BY means of the external sense (a property of the mind), we
represent to ourselves objects as without us, and these all in
space. Herein alone are their shape, dimensions, and relations to each
other determined or determinable. The internal sense, by means of
which the mind contemplates itself or its internal state, gives,
indeed, no intuition of the soul as an object; yet there is
nevertheless a determinate form, under which alone the contemplation
of our internal state is possible, so that all which relates to the
inward determinations of the mind is represented in relations of time.
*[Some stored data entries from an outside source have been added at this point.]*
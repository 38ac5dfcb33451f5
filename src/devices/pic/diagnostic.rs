/*
    pic8259_core

    devices::pic::diagnostic.rs

    Text dump of both chips' visible state, in the fixed format a host's
    monitor/debug printer is expected to emit verbatim. The source reaches
    for a module-level "the one PIC" global to print this; here the pair is
    an explicit parameter, since its process-wide identity was an accident
    of the original's single-machine assumption, not a requirement.
*/

use crate::devices::pic::unit::PicUnit;
use std::fmt::Write as _;

fn format_unit(index: usize, unit: &PicUnit) -> String {
    format!(
        "pic{}: irr={:02X} imr={:02X} isr={:02X} hprio={} irq_base={:02X} rr_sel={} elcr={:02X} fnm={}",
        index,
        unit.irr,
        unit.imr,
        unit.isr,
        unit.priority_add,
        unit.irq_base,
        unit.read_reg_select as u8,
        unit.elcr.read(),
        unit.special_fully_nested_mode as u8,
    )
}

/// One line per unit, master then slave.
pub fn format_pair(master: &PicUnit, slave: &PicUnit) -> String {
    let mut out = String::new();
    let _ = writeln!(out, "{}", format_unit(0, master));
    let _ = write!(out, "{}", format_unit(1, slave));
    out
}
/*
    pic8259_core

    bus.rs

    The narrow slice of a host system bus this core actually needs: the
    byte-wide port device trait devices register themselves under. The bus
    fabric itself (address decode across many devices, MMIO, wait states)
    is a host concern and lives outside this crate.
*/

/// The byte read back from a port no device claimed.
pub const NO_IO_BYTE: u8 = 0xFF;

/// Unit of elapsed time a device may be given when servicing a port access.
/// Devices that don't care about timing (this one doesn't) simply ignore it.
#[derive(Copy, Clone, Debug)]
pub enum DeviceRunTimeUnit {
    SystemTicks(u32),
    Microseconds(f64),
}

/// A byte-addressable I/O port device. Wider-than-byte accesses are not
/// representable by this trait; rejecting them is the enclosing decoder's
/// job, not the device's.
pub trait IoDevice {
    fn read_u8(&mut self, port: u16, delta: DeviceRunTimeUnit) -> u8;
    fn write_u8(&mut self, port: u16, data: u8, delta: DeviceRunTimeUnit);
    fn port_list(&self) -> Vec<(String, u16)>;
}
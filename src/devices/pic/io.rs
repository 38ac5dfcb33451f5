/*
    pic8259_core

    devices::pic::io.rs

    Decodes writes/reads to a single chip's two data-port offsets. Kept as
    free functions over `&mut PicUnit` rather than methods so the ICW/OCW
    case analysis reads as one linear state machine, with a fatal arm for
    the one unsupported configuration instead of a silent fall-through.

    Cross-unit effects (the cascade wire, the poll one-shot's peer-clearing,
    recomputing the outward INTR line) are not decided here - they belong to
    the pair, which calls these functions and then reacts to what changed.
*/

use crate::devices::pic::unit::{InitState, PicUnit};
use crate::error::PicError;

const ICW1_BIT: u8 = 0b0001_0000;
const ICW1_LEVEL_SENSITIVE_BIT: u8 = 0b0000_1000;
const ICW1_SINGLE_MODE_BIT: u8 = 0b0000_0010;
const ICW1_ICW4_BIT: u8 = 0b0000_0001;

const OCW3_BIT: u8 = 0b0000_1000;
const OCW3_POLL_BIT: u8 = 0b0000_0100;
const OCW3_RR_BIT: u8 = 0b0000_0010;
const OCW3_ESMM_BIT: u8 = 0b0100_0000;
const OCW3_SMM_BIT: u8 = 0b0010_0000;

/// Write to a chip's command port (offset 0): ICW1, OCW2 or OCW3.
pub fn write_control(unit: &mut PicUnit, val: u8) -> Result<(), PicError> {
    if val & ICW1_BIT != 0 {
        write_icw1(unit, val)
    } else if val & OCW3_BIT != 0 {
        write_ocw3(unit, val);
        Ok(())
    } else {
        write_ocw2(unit, val);
        Ok(())
    }
}

fn write_icw1(unit: &mut PicUnit, val: u8) -> Result<(), PicError> {
    unit.reset_warm();
    unit.init_state = InitState::AwaitIcw2;
    unit.init4 = val & ICW1_ICW4_BIT != 0;
    unit.single_mode = val & ICW1_SINGLE_MODE_BIT != 0;

    log::debug!(
        "pic{}: ICW1={:#04x} init4={} single_mode={}",
        unit.id.index(),
        val,
        unit.init4,
        unit.single_mode
    );

    if val & ICW1_LEVEL_SENSITIVE_BIT != 0 {
        log::error!(
            "pic{}: ICW1 requested level-sensitive IRQ mode, which is not supported",
            unit.id.index()
        );
        return Err(PicError::LevelTriggeredIcw1Unsupported { unit: unit.id });
    }
    Ok(())
}

fn write_ocw3(unit: &mut PicUnit, val: u8) {
    if val & OCW3_POLL_BIT != 0 {
        unit.poll = true;
    }
    if val & OCW3_RR_BIT != 0 {
        unit.read_reg_select = val & 1 != 0;
    }
    if val & OCW3_ESMM_BIT != 0 {
        unit.special_mask = val & OCW3_SMM_BIT != 0;
    }
}

fn write_ocw2(unit: &mut PicUnit, val: u8) {
    let cmd = val >> 5;
    match cmd {
        0 | 4 => {
            unit.rotate_on_auto_eoi = cmd >> 2 != 0;
        }
        1 | 5 => {
            // Non-specific EOI, cmd 5 also rotates.
            let p = unit.priority(unit.isr);
            if p != 8 {
                let line = (p + unit.priority_add) & 7;
                unit.isr &= !(1 << line);
                if cmd == 5 {
                    unit.priority_add = (line + 1) & 7;
                }
            }
        }
        3 => {
            // Specific EOI.
            let line = val & 7;
            unit.isr &= !(1 << line);
        }
        6 => {
            // Set priority, no EOI.
            unit.priority_add = (val + 1) & 7;
        }
        7 => {
            // Specific EOI with rotate.
            let line = val & 7;
            unit.isr &= !(1 << line);
            unit.priority_add = (line + 1) & 7;
        }
        2 => {
            // Real silicon ignores this bit pattern; keep the no-op explicit.
        }
        _ => unreachable!("OCW2 sub-command is a 3-bit field"),
    }
}

/// Write to a chip's data port (offset 1): multiplexed by `init_state`.
pub fn write_data(unit: &mut PicUnit, val: u8) {
    match unit.init_state {
        InitState::Idle => {
            unit.imr = val;
        }
        InitState::AwaitIcw2 => {
            unit.irq_base = val & 0xF8;
            unit.init_state = if unit.single_mode {
                if unit.init4 {
                    InitState::AwaitIcw4
                } else {
                    InitState::Idle
                }
            } else {
                InitState::AwaitIcw3
            };
        }
        InitState::AwaitIcw3 => {
            // Cascade wiring is fixed by construction, not programmed here.
            unit.init_state = if unit.init4 { InitState::AwaitIcw4 } else { InitState::Idle };
        }
        InitState::AwaitIcw4 => {
            unit.special_fully_nested_mode = (val >> 4) & 1 != 0;
            unit.auto_eoi = (val >> 1) & 1 != 0;
            unit.init_state = InitState::Idle;
        }
    }
}

/// Read a chip's command port (offset 0) outside of the poll one-shot,
/// which the pair handles itself since it can affect the peer chip.
pub fn read_control(unit: &PicUnit) -> u8 {
    if unit.read_reg_select {
        unit.isr
    } else {
        unit.irr
    }
}

/// Read a chip's data port (offset 1): always the IMR.
pub fn read_data(unit: &PicUnit) -> u8 {
    unit.imr
}

#[cfg(test)]
mod tests {
    use super::*;
    use crate::devices::pic::unit::UnitId;

    fn unit() -> PicUnit {
        PicUnit::new(UnitId::Master, 0xF8)
    }

    #[test]
    fn icw_sequence_programs_base_and_mode() {
        let mut u = unit();
        write_control(&mut u, 0x11).unwrap(); // ICW1, init4=1, single_mode=0
        write_data(&mut u, 0x20); // ICW2
        write_data(&mut u, 0x04); // ICW3 (ignored in single mode but still consumed)
        write_data(&mut u, 0x01); // ICW4
        assert_eq!(u.irq_base, 0x20);
        assert_eq!(u.init4, true);
        assert_eq!(u.auto_eoi, false);
        assert_eq!(u.init_state, InitState::Idle);
    }

    #[test]
    fn level_sensitive_icw1_is_rejected() {
        let mut u = unit();
        let err = write_control(&mut u, 0x11 | 0x08).unwrap_err();
        assert_eq!(err, PicError::LevelTriggeredIcw1Unsupported { unit: u.id });
    }

    #[test]
    fn ocw1_sets_imr_only_when_idle() {
        let mut u = unit();
        write_data(&mut u, 0xAB);
        assert_eq!(u.imr, 0xAB);
    }

    #[test]
    fn ocw2_rotate_on_eoi_updates_priority_add_p8() {
        let mut u = unit();
        u.isr = 1 << 3;
        write_control(&mut u, 0b1010_0000).unwrap(); // cmd=5, non-specific rotate EOI
        assert_eq!(u.isr, 0);
        assert_eq!(u.priority_add, (3 + 1) & 7);
    }

    #[test]
    fn ocw3_poll_and_read_select_and_special_mask() {
        let mut u = unit();
        write_control(&mut u, 0b0000_1100).unwrap(); // OCW3, poll
        assert!(u.poll);
        write_control(&mut u, 0b0000_1011).unwrap(); // OCW3, rr=1 -> ISR
        assert!(u.read_reg_select);
        write_control(&mut u, 0b0110_1010).unwrap(); // OCW3, esmm=1, smm=1, is_ocw3=1
        assert!(u.special_mask);
    }
}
Of time we cannot have any external intuition, any more than we can
have an internal intuition of space. What then are time and space? Are
they real existences? Or, are they merely relations or
determinations of things, such, however, as would equally belong to
these things in themselves, though they should never become objects of
intuition; or, are they such as belong only to the form of
intuition, and consequently to the subjective constitution of the
mind, without which these predicates of time and space could not be
attached to any object? In order to become informed on these points,
we shall first give an exposition of the conception of space. By
exposition, I mean the clear, though not detailed, representation of
that which belongs to a conception; and an exposition is
metaphysical when it contains that which represents the conception
as given a priori.
1. Space is not a conception which has been derived from outward
experiences. For, in order that certain sensations may relate to
something without me (that is, to something which occupies a different
part of space from that in which I am); in like manner, in order
that I may represent them not merely as without, of, and near to
each other, but also in separate places, the representation of space
must already
exist as a foundation. Consequently, the representation
of space cannot be borrowed from the relations of external phenomena
through experience; but, on the contrary, this external experience
is itself only possible through the said antecedent representation.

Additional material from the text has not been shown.